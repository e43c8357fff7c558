/*
[INPUT]:  HTTP client configuration and backend endpoints
[OUTPUT]: HTTP responses and typed API results
[POS]:    HTTP layer - REST API communication
[UPDATE]: When adding new endpoints or changing client behavior
*/

pub mod client;
pub mod error;
pub mod guild;
pub mod whitelist;

pub use error::{CONNECT_FALLBACK_MESSAGE, GuildboardError, Result};

pub use client::{ClientConfig, GuildboardClient};
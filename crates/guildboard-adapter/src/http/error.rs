/*
[INPUT]:  Error sources (HTTP, API, serialization, JSON-RPC, address parsing)
[OUTPUT]: Structured error types with user-facing message helpers
[POS]:    Error handling layer - unified error types for entire crate
[UPDATE]: When adding new error sources or improving error messages
*/

use reqwest::StatusCode;
use thiserror::Error;

/// Fallback shown to users when the backend gave no readable reason
pub const CONNECT_FALLBACK_MESSAGE: &str = "Unable to connect. Please try again later";

/// Main error type for the guildboard adapter
#[derive(Error, Debug)]
pub enum GuildboardError {
    /// HTTP request failed before a response was received
    #[error("HTTP request failed: {0}")]
    Http(#[from] reqwest::Error),

    /// API returned an error response
    #[error("API error (code {code}): {message}")]
    Api { code: i32, message: String },

    /// Serialization/deserialization failed
    #[error("Serialization error: {0}")]
    Serialization(#[from] serde_json::Error),

    /// URL parsing failed
    #[error("Invalid URL: {0}")]
    UrlParse(#[from] url::ParseError),

    /// Invalid response from server
    #[error("Invalid response: {0}")]
    InvalidResponse(String),

    /// JSON-RPC node returned an error object
    #[error("RPC error (code {code}): {message}")]
    Rpc { code: i64, message: String },

    /// EVM address could not be parsed
    #[error("Invalid address '{address}': {reason}")]
    InvalidAddress { address: String, reason: String },

    /// Role listing came back without any roles
    #[error("No roles returned for server {server_id}")]
    RolesUnavailable { server_id: String },
}

impl GuildboardError {
    /// Check if the backend answered with an error body
    pub fn is_api_error(&self) -> bool {
        matches!(self, GuildboardError::Api { .. })
    }

    /// Message suitable for a toast notification
    ///
    /// Backend errors carry their own readable reason; everything else
    /// collapses into the generic connection fallback.
    pub fn user_message(&self) -> String {
        match self {
            GuildboardError::Api { message, .. } => message.clone(),
            _ => CONNECT_FALLBACK_MESSAGE.to_string(),
        }
    }

    /// Create an API error from status code and message
    pub fn api_error(status: StatusCode, message: impl Into<String>) -> Self {
        GuildboardError::Api {
            code: status.as_u16() as i32,
            message: message.into(),
        }
    }
}

/// Result type alias for guildboard operations
pub type Result<T> = std::result::Result<T, GuildboardError>;
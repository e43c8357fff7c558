/*
[INPUT]:  Interactive user input via CLI
[OUTPUT]: Generated YAML configuration file
[POS]:    CLI initialization layer
[UPDATE]: When AdminConfig schema changes
*/

use anyhow::{Context, Result};
use console::style;
use dialoguer::{Confirm, Input, theme::ColorfulTheme};
use std::path::PathBuf;

use guildboard_admin::config::{AdminConfig, WalletConfig};

pub fn run_init(output: PathBuf) -> Result<()> {
    println!("{}", style("Welcome to guildboard-admin init").bold().cyan());
    println!(
        "{}",
        style("This will guide you through creating a new configuration.").dim()
    );

    let theme = ColorfulTheme::default();
    let defaults = AdminConfig::default();

    let api_base_url: String = Input::with_theme(&theme)
        .with_prompt("Bot backend URL")
        .default(defaults.api_base_url.clone())
        .validate_with(|input: &String| -> Result<(), String> {
            url::Url::parse(input).map(|_| ()).map_err(|err| err.to_string())
        })
        .interact_text()?;

    println!("\n{}", style("--- Wallet balance ---").bold());
    let rpc_url: String = Input::with_theme(&theme)
        .with_prompt("EVM JSON-RPC URL")
        .default(defaults.rpc_url.clone())
        .validate_with(|input: &String| -> Result<(), String> {
            url::Url::parse(input).map(|_| ()).map_err(|err| err.to_string())
        })
        .interact_text()?;

    let wallet = if Confirm::with_theme(&theme)
        .with_prompt("Configure a default wallet for `balance`?")
        .default(false)
        .interact()?
    {
        let contract: String = Input::with_theme(&theme)
            .with_prompt("ERC-20 contract address")
            .interact_text()?;
        let owner: String = Input::with_theme(&theme)
            .with_prompt("Holder address")
            .interact_text()?;
        Some(WalletConfig { contract, owner })
    } else {
        None
    };

    let config = AdminConfig {
        api_base_url,
        rpc_url,
        wallet,
        ..defaults
    };
    config.validate()?;

    let yaml = config.to_yaml()?;
    std::fs::write(&output, yaml)
        .context(format!("failed to write config to {}", output.display()))?;

    println!("\n{}", style("SUCCESS!").bold().green());
    println!("Configuration written to: {}", style(output.display()).cyan());

    Ok(())
}
/*
[INPUT]:  Guild endpoint schemas (settings, modules, webhooks)
[OUTPUT]: Typed guild settings and mutation bodies
[POS]:    Data layer - per-server module and webhook types
[UPDATE]: When modules or webhook kinds are added on the backend
*/

use std::fmt;
use std::str::FromStr;

use serde::{Deserialize, Deserializer, Serialize};
use thiserror::Error;

/// Discord server selected in the dashboard
#[derive(Debug, Clone, PartialEq, Eq, Serialize, Deserialize)]
pub struct Server {
    pub id: String,
    #[serde(default)]
    pub name: String,
    #[serde(default)]
    pub icon: Option<String>,
    #[serde(default)]
    pub owner: bool,
    #[serde(default)]
    pub permissions: String,
    #[serde(default)]
    pub features: Vec<String>,
}

impl Server {
    /// Server known only by id (e.g. selected from the command line)
    pub fn with_id(id: impl Into<String>) -> Self {
        Self {
            id: id.into(),
            name: String::new(),
            icon: None,
            owner: false,
            permissions: String::new(),
            features: Vec::new(),
        }
    }
}

/// Text channel a webhook can be bound to
#[derive(Debug, Clone, PartialEq, Eq, Serialize, Deserialize)]
pub struct TextChannel {
    pub id: String,
    pub name: String,
}

/// Payload of `GET /guilds/:id`
#[derive(Debug, Clone, PartialEq, Eq, Default, Serialize, Deserialize)]
#[serde(rename_all = "camelCase")]
pub struct GuildSettings {
    #[serde(default, deserialize_with = "null_as_false")]
    pub mint_info_module: bool,
    #[serde(default, deserialize_with = "null_as_false")]
    pub token_module: bool,
    #[serde(default)]
    pub daily_mints_webhook_channel: Option<String>,
    #[serde(default)]
    pub one_hour_mint_info_webhook_channel: Option<String>,
    #[serde(default)]
    pub analytics_webhook_channel: Option<String>,
    #[serde(default)]
    pub text_channels: Option<Vec<TextChannel>>,
}

fn null_as_false<'de, D>(deserializer: D) -> std::result::Result<bool, D::Error>
where
    D: Deserializer<'de>,
{
    Ok(Option::<bool>::deserialize(deserializer)?.unwrap_or(false))
}

impl GuildSettings {
    pub fn module_enabled(&self, module: ModuleKind) -> bool {
        match module {
            ModuleKind::MintInfo => self.mint_info_module,
            ModuleKind::Token => self.token_module,
        }
    }

    pub fn webhook_channel(&self, webhook: WebhookKind) -> Option<&str> {
        match webhook {
            WebhookKind::DailyMints => self.daily_mints_webhook_channel.as_deref(),
            WebhookKind::OneHourMintInfo => self.one_hour_mint_info_webhook_channel.as_deref(),
            WebhookKind::Analytics => self.analytics_webhook_channel.as_deref(),
        }
    }
}

#[derive(Debug, Clone, PartialEq, Eq, Error)]
#[error("unknown {kind} '{value}'")]
pub struct ParseKindError {
    kind: &'static str,
    value: String,
}

/// Feature module that can be toggled per server
#[derive(Debug, Clone, Copy, PartialEq, Eq, Hash, Serialize, Deserialize)]
pub enum ModuleKind {
    #[serde(rename = "mintInfoModule")]
    MintInfo,
    #[serde(rename = "tokenModule")]
    Token,
}

impl ModuleKind {
    pub const ALL: [ModuleKind; 2] = [ModuleKind::MintInfo, ModuleKind::Token];

    /// Wire name used by the backend
    pub fn as_str(&self) -> &'static str {
        match self {
            ModuleKind::MintInfo => "mintInfoModule",
            ModuleKind::Token => "tokenModule",
        }
    }

    pub fn label(&self) -> &'static str {
        match self {
            ModuleKind::MintInfo => "MintInfo Module",
            ModuleKind::Token => "Token Module",
        }
    }

    /// Webhooks configurable once this module is enabled
    pub fn webhooks(&self) -> &'static [WebhookKind] {
        match self {
            ModuleKind::MintInfo => &[WebhookKind::DailyMints, WebhookKind::OneHourMintInfo],
            ModuleKind::Token => &[WebhookKind::Analytics],
        }
    }
}

impl fmt::Display for ModuleKind {
    fn fmt(&self, f: &mut fmt::Formatter<'_>) -> fmt::Result {
        f.write_str(self.as_str())
    }
}

impl FromStr for ModuleKind {
    type Err = ParseKindError;

    fn from_str(s: &str) -> Result<Self, Self::Err> {
        match s {
            "mintInfoModule" | "mint-info" | "mint_info" => Ok(ModuleKind::MintInfo),
            "tokenModule" | "token" => Ok(ModuleKind::Token),
            other => Err(ParseKindError {
                kind: "module",
                value: other.to_string(),
            }),
        }
    }
}

/// Notification type a channel can be bound to
#[derive(Debug, Clone, Copy, PartialEq, Eq, Hash, Serialize, Deserialize)]
pub enum WebhookKind {
    #[serde(rename = "dailyMintsWebhookChannel")]
    DailyMints,
    #[serde(rename = "oneHourMintInfoWebhookChannel")]
    OneHourMintInfo,
    #[serde(rename = "analyticsWebhookChannel")]
    Analytics,
}

impl WebhookKind {
    pub const ALL: [WebhookKind; 3] = [
        WebhookKind::DailyMints,
        WebhookKind::OneHourMintInfo,
        WebhookKind::Analytics,
    ];

    /// Wire name used by the backend
    pub fn as_str(&self) -> &'static str {
        match self {
            WebhookKind::DailyMints => "dailyMintsWebhookChannel",
            WebhookKind::OneHourMintInfo => "oneHourMintInfoWebhookChannel",
            WebhookKind::Analytics => "analyticsWebhookChannel",
        }
    }

    pub fn label(&self) -> &'static str {
        match self {
            WebhookKind::DailyMints => "Daily Mints WebHook",
            WebhookKind::OneHourMintInfo => "OneHour MintInfo WebHook",
            WebhookKind::Analytics => "Analytics WebHook",
        }
    }

    /// Module that owns this webhook
    pub fn module(&self) -> ModuleKind {
        match self {
            WebhookKind::DailyMints | WebhookKind::OneHourMintInfo => ModuleKind::MintInfo,
            WebhookKind::Analytics => ModuleKind::Token,
        }
    }
}

impl fmt::Display for WebhookKind {
    fn fmt(&self, f: &mut fmt::Formatter<'_>) -> fmt::Result {
        f.write_str(self.as_str())
    }
}

impl FromStr for WebhookKind {
    type Err = ParseKindError;

    fn from_str(s: &str) -> Result<Self, Self::Err> {
        match s {
            "dailyMintsWebhookChannel" | "daily-mints" | "daily_mints" => Ok(WebhookKind::DailyMints),
            "oneHourMintInfoWebhookChannel" | "one-hour-mint-info" | "one_hour_mint_info" => {
                Ok(WebhookKind::OneHourMintInfo)
            }
            "analyticsWebhookChannel" | "analytics" => Ok(WebhookKind::Analytics),
            other => Err(ParseKindError {
                kind: "webhook",
                value: other.to_string(),
            }),
        }
    }
}

/// Body of `POST /guilds/:id/modules`
#[derive(Debug, Clone, PartialEq, Eq, Serialize, Deserialize)]
pub struct ModuleUpdate {
    pub module: ModuleKind,
    pub enabled: bool,
}

/// Body of `POST /guilds/:id/webhooks`
#[derive(Debug, Clone, PartialEq, Eq, Serialize, Deserialize)]
pub struct WebhookUpdate {
    pub webhook: WebhookKind,
    pub channel: String,
}

#[cfg(test)]
mod tests {
    use super::*;

    #[test]
    fn test_guild_settings_tolerates_nulls_and_missing_fields() {
        let settings: GuildSettings = serde_json::from_str(
            r#"{
                "mintInfoModule": true,
                "dailyMintsWebhookChannel": "111",
                "oneHourMintInfoWebhookChannel": null,
                "textChannels": [{"id": "111", "name": "mints"}]
            }"#,
        )
        .expect("decode settings");

        assert!(settings.module_enabled(ModuleKind::MintInfo));
        assert!(!settings.module_enabled(ModuleKind::Token));
        assert_eq!(settings.webhook_channel(WebhookKind::DailyMints), Some("111"));
        assert_eq!(settings.webhook_channel(WebhookKind::OneHourMintInfo), None);
        assert_eq!(settings.webhook_channel(WebhookKind::Analytics), None);
        assert_eq!(settings.text_channels.as_ref().map(Vec::len), Some(1));

        let settings: GuildSettings = serde_json::from_str(
            r#"{"mintInfoModule": null, "tokenModule": true, "textChannels": []}"#,
        )
        .expect("decode settings with null module");
        assert!(!settings.module_enabled(ModuleKind::MintInfo));
        assert!(settings.module_enabled(ModuleKind::Token));
        assert_eq!(settings.text_channels, Some(Vec::new()));
    }

    #[test]
    fn test_update_bodies_use_wire_names() {
        let module = serde_json::to_value(ModuleUpdate {
            module: ModuleKind::MintInfo,
            enabled: true,
        })
        .expect("encode module update");
        assert_eq!(module, serde_json::json!({"module": "mintInfoModule", "enabled": true}));

        let webhook = serde_json::to_value(WebhookUpdate {
            webhook: WebhookKind::Analytics,
            channel: "42".to_string(),
        })
        .expect("encode webhook update");
        assert_eq!(webhook, serde_json::json!({"webhook": "analyticsWebhookChannel", "channel": "42"}));
    }

    #[test]
    fn test_kind_parsing_accepts_aliases() {
        assert_eq!("token".parse::<ModuleKind>(), Ok(ModuleKind::Token));
        assert_eq!("mintInfoModule".parse::<ModuleKind>(), Ok(ModuleKind::MintInfo));
        assert_eq!("daily-mints".parse::<WebhookKind>(), Ok(WebhookKind::DailyMints));
        assert!("stakingModule".parse::<ModuleKind>().is_err());
    }

    #[test]
    fn test_webhooks_belong_to_their_module() {
        for module in ModuleKind::ALL {
            for webhook in module.webhooks() {
                assert_eq!(webhook.module(), module);
            }
        }
    }
}
/*
[INPUT]:  Mock HTTP responses
[OUTPUT]: Test results for backend and RPC clients
[POS]:    Integration tests - HTTP endpoints through the public API
[UPDATE]: When HTTP endpoints change
*/

mod common;

use common::{backend_client, guild_payload, rpc_client, setup_mock_server};
use guildboard_adapter::{
    ClientConfig, GuildApi, GuildboardClient, GuildboardError, ModuleKind, ModuleUpdate,
    WhitelistApi, WhitelistFormData, WhitelistPartnership,
};
use tokio_test::assert_ok;
use wiremock::matchers::{body_json, method, path};
use wiremock::{Mock, ResponseTemplate};

#[test]
fn test_client_creation() {
    let _client = assert_ok!(GuildboardClient::new());
}

#[test]
fn test_client_with_config() {
    let config = ClientConfig::default();
    let client = assert_ok!(GuildboardClient::with_config_and_base_url(config, "https://bot.example/api/"));
    assert_eq!(client.base_url().as_str(), "https://bot.example/api/");
}

#[tokio::test]
async fn test_guild_api_trait_object() {
    let server = setup_mock_server().await;
    Mock::given(method("GET"))
        .and(path("/guilds/77"))
        .respond_with(ResponseTemplate::new(200).set_body_json(guild_payload()))
        .expect(1)
        .mount(&server)
        .await;

    let api: Box<dyn GuildApi> = Box::new(backend_client(&server));
    let settings = assert_ok!(api.get_guild("77").await);

    assert!(settings.token_module);
    assert_eq!(settings.analytics_webhook_channel.as_deref(), Some("300"));
}

#[tokio::test]
async fn test_module_failure_surfaces_user_message() {
    let server = setup_mock_server().await;
    Mock::given(method("POST"))
        .and(path("/guilds/77/modules"))
        .and(body_json(serde_json::json!({"module": "mintInfoModule", "enabled": true})))
        .respond_with(ResponseTemplate::new(403).set_body_json(serde_json::json!({
            "body": "You are not allowed to manage this server"
        })))
        .expect(1)
        .mount(&server)
        .await;

    let client = backend_client(&server);
    let update = ModuleUpdate {
        module: ModuleKind::MintInfo,
        enabled: true,
    };
    let err = client.set_module("77", &update).await.expect_err("should fail");

    assert!(err.is_api_error());
    assert_eq!(err.user_message(), "You are not allowed to manage this server");
}

#[tokio::test]
async fn test_unreachable_backend_falls_back_to_connect_message() {
    let server = setup_mock_server().await;
    let uri = server.uri();
    drop(server);

    let client = assert_ok!(GuildboardClient::with_config_and_base_url(ClientConfig::default(), &uri));
    let err = client.get_guild("77").await.expect_err("should fail");

    assert!(matches!(err, GuildboardError::Http(_)));
    assert_eq!(err.user_message(), "Unable to connect. Please try again later");
}

#[tokio::test]
async fn test_whitelist_round_trip_through_trait() {
    let server = setup_mock_server().await;
    Mock::given(method("GET"))
        .and(path("/getWhitelistPartnership/wl-5"))
        .respond_with(ResponseTemplate::new(200).set_body_json(serde_json::json!({
            "data": {"id": 5, "source_server": "srv-1", "wl_role": "role-1"}
        })))
        .expect(1)
        .mount(&server)
        .await;
    Mock::given(method("POST"))
        .and(path("/updateWhitelistPartnership/5"))
        .respond_with(ResponseTemplate::new(200).set_body_json(serde_json::json!({"data": "updated"})))
        .expect(1)
        .mount(&server)
        .await;

    let api: Box<dyn WhitelistApi> = Box::new(backend_client(&server));
    let partnership: WhitelistPartnership = assert_ok!(api.get_partnership("wl-5").await);
    assert_eq!(partnership.id.as_deref(), Some("5"));

    let form = WhitelistFormData::from_partnership(&partnership, None, None, Some("guild-2"));
    assert_eq!(form.field("target_server"), Some("guild-2"));

    let id = partnership.id.clone().unwrap_or_default();
    let response = assert_ok!(api.update_partnership(&id, form).await);
    assert_eq!(response["data"], "updated");
}

#[tokio::test]
async fn test_rpc_balance_of_zero() {
    let server = setup_mock_server().await;
    Mock::given(method("POST"))
        .respond_with(ResponseTemplate::new(200).set_body_json(serde_json::json!({
            "jsonrpc": "2.0",
            "id": 1,
            "result": format!("0x{}", "0".repeat(64))
        })))
        .expect(1)
        .mount(&server)
        .await;

    let balance = assert_ok!(
        rpc_client(&server)
            .token_balance(
                "0x55d398326f99059ff775485246999027b3197955",
                "0xf39fd6e51aad88f6f4ce6ab8827279cfffb92266",
            )
            .await
    );
    assert_eq!(balance, "0");
}
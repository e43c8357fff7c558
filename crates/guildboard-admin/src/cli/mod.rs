/*
[INPUT]:  Parsed CLI subcommands
[OUTPUT]: Command handlers and interactive config setup
[POS]:    CLI layer for the guildboard-admin binary
[UPDATE]: When adding subcommands
*/

pub mod commands;
pub mod init;
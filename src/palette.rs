// This Source Code Form is subject to the terms of the Mozilla Public
// License, v. 2.0. If a copy of the MPL was not distributed with this
// file, You can obtain one at http://mozilla.org/MPL/2.0/.

//! The fixed colour table every frame is indexed into.

use image::Rgb;

use error::{Error, Result};

/// The largest table an indexed GIF frame can address.
pub const MAX_COLORS: usize = 256;

/// An ordered, immutable table of between 1 and 256 colours.
#[derive(Clone, Debug, PartialEq)]
pub struct Palette {
    colors: Vec<Rgb<u8>>,
}

impl Default for Palette {
    fn default() -> Palette {
        Palette::plan9()
    }
}

impl Palette {
    /// Wraps a caller-supplied colour table.
    pub fn new(colors: Vec<Rgb<u8>>) -> Result<Palette> {
        if colors.is_empty() || colors.len() > MAX_COLORS {
            return Err(Error::InvalidConfig(format!(
                "a palette needs between 1 and {} colours, not {}",
                MAX_COLORS,
                colors.len()
            )));
        }
        Ok(Palette { colors })
    }

    /// The 256-colour Plan 9 colour map: a 4x4x4 RGB cube crossed
    /// with four brightness levels, with the achromatic corner of
    /// each level replaced by a grey ramp.
    pub fn plan9() -> Palette {
        let mut colors = Vec::with_capacity(MAX_COLORS);
        for r in 0..4u32 {
            for v in 0..4u32 {
                for g in 0..4u32 {
                    for b in 0..4u32 {
                        let den = r.max(g).max(b);
                        let rgb = if den == 0 {
                            let grey = (v * 17) as u8;
                            [grey, grey, grey]
                        } else {
                            let num = 17 * (4 * den + v);
                            [
                                (r * num / den) as u8,
                                (g * num / den) as u8,
                                (b * num / den) as u8,
                            ]
                        };
                        colors.push(Rgb(rgb));
                    }
                }
            }
        }
        Palette { colors }
    }

    /// Number of colours.
    pub fn len(&self) -> usize {
        self.colors.len()
    }

    /// Never true for a constructed palette; present for symmetry with len.
    pub fn is_empty(&self) -> bool {
        self.colors.is_empty()
    }

    /// The colour at `index`.
    pub fn get(&self, index: usize) -> Option<&Rgb<u8>> {
        self.colors.get(index)
    }

    /// Folds an iteration count onto the table.
    #[inline]
    pub fn index_for(&self, iterations: usize) -> u8 {
        (iterations % self.colors.len()) as u8
    }

    /// The table flattened to `r, g, b, r, g, b, ...` bytes.
    pub fn to_rgb_bytes(&self) -> Vec<u8> {
        self.colors.iter().flat_map(|c| c.0.iter().cloned()).collect()
    }
}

== TASK GOAL ==
Set down, exactly as written, each line of the data from its opening line through the one containing "no readable reason". Output nothing more.

== TASK OUTPUT ==
repository e43c8357fff7c558
/*
[INPUT]:  HTTP client configuration and backend endpoints
[OUTPUT]: HTTP responses and typed API results
[POS]:    HTTP layer - REST API communication
[UPDATE]: When adding new endpoints or changing client behavior
*/

pub mod client;
pub mod error;
pub mod guild;
pub mod whitelist;

pub use error::{CONNECT_FALLBACK_MESSAGE, GuildboardError, Result};

pub use client::{ClientConfig, GuildboardClient};
filename crates/guildboard-adapter/src/http/error.rs
/*
[INPUT]:  Error sources (HTTP, API, serialization, JSON-RPC, address parsing)
[OUTPUT]: Structured error types with user-facing message helpers
[POS]:    Error handling layer - unified error types for entire crate
[UPDATE]: When adding new error sources or improving error messages
*/

use reqwest::StatusCode;
use thiserror::Error;

/// Fallback shown to users when the backend gave no readable reason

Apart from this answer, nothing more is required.